= Brief =
After locating the line that contains "fn list_var(name: &str, default: &[&str])", restate it and each later line word for word through the end of the records.

^^^^^^^^^^^^^^^^

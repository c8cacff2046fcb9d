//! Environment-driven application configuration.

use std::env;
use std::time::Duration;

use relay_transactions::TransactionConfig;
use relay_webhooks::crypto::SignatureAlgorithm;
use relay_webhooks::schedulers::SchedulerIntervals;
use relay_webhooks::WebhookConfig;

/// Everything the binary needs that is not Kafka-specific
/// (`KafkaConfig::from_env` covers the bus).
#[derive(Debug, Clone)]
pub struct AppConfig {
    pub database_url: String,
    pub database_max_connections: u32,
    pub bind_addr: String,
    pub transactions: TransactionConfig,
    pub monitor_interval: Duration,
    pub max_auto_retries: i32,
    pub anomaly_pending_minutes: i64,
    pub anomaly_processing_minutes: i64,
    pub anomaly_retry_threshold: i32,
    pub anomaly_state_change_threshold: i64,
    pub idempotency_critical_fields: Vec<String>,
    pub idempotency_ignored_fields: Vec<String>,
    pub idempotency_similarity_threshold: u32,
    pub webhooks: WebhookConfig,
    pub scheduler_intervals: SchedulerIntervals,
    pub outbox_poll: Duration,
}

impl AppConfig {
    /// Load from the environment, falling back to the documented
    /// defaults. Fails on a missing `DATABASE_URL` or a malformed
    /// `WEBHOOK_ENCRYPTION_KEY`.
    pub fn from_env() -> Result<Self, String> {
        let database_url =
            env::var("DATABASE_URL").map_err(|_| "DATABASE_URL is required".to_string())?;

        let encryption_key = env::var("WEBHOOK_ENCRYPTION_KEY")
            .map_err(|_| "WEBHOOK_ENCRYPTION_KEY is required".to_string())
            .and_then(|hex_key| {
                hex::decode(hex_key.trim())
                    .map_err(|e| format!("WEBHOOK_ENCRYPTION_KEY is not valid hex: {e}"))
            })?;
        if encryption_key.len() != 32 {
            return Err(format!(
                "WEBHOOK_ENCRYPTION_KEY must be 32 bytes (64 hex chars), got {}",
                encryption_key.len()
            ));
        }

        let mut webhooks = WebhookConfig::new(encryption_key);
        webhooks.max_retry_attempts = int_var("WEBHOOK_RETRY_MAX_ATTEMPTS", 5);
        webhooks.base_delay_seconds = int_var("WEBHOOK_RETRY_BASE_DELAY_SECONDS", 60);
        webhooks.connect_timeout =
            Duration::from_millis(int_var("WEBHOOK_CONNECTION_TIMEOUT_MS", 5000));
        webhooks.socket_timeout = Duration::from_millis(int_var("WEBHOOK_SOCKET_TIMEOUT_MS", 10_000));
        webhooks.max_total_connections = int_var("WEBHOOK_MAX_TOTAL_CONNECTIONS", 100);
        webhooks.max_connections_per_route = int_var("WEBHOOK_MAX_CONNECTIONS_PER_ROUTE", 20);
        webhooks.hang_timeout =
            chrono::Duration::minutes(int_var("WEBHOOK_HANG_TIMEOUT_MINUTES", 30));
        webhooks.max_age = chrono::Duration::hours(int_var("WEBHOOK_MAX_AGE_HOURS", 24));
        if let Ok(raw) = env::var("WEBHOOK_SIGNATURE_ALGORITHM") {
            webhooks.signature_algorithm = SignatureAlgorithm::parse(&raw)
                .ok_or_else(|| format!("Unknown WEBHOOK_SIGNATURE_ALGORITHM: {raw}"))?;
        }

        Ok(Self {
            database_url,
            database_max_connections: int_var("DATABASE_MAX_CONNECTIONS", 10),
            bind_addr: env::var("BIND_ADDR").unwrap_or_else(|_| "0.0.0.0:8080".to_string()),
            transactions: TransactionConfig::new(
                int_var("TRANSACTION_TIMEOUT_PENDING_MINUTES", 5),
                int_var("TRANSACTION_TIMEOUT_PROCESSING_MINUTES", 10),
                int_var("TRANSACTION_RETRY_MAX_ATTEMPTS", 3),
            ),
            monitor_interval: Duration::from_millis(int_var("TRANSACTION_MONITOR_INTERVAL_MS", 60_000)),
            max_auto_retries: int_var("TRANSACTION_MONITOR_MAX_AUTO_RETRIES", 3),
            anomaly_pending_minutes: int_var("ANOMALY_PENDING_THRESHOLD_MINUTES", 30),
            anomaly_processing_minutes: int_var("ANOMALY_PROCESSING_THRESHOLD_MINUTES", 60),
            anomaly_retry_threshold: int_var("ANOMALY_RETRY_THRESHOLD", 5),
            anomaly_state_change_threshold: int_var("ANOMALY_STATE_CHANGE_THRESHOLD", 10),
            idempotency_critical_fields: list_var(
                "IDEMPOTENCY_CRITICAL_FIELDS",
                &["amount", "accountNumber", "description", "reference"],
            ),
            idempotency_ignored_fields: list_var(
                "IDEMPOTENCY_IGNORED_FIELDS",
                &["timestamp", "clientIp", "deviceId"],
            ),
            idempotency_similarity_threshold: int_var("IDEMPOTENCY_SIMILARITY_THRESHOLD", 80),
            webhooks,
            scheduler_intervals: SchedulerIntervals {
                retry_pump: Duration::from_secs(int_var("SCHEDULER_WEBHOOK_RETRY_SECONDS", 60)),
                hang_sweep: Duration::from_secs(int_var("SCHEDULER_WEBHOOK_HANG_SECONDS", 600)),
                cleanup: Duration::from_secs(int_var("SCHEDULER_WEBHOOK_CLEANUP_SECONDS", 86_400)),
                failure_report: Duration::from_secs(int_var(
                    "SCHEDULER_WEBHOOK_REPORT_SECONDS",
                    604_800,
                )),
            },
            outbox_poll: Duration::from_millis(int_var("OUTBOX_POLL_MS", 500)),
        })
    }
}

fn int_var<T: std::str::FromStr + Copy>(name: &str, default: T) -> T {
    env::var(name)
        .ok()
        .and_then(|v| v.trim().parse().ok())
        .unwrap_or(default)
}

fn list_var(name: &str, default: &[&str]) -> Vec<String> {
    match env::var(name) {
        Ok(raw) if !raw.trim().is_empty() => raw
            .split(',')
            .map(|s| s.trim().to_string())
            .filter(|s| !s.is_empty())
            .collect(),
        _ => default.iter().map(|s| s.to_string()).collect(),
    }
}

^^^^^^^^^^^^^^^^

= Written reply =
fn list_var(name: &str, default: &[&str]) -> Vec<String> {
    match env::var(name) {
        Ok(raw) if !raw.trim().is_empty() => raw
            .split(',')
            .map(|s| s.trim().to_string())
            .filter(|s| !s.is_empty())
            .collect(),
        _ => default.iter().map(|s| s.to_string()).collect(),
    }
}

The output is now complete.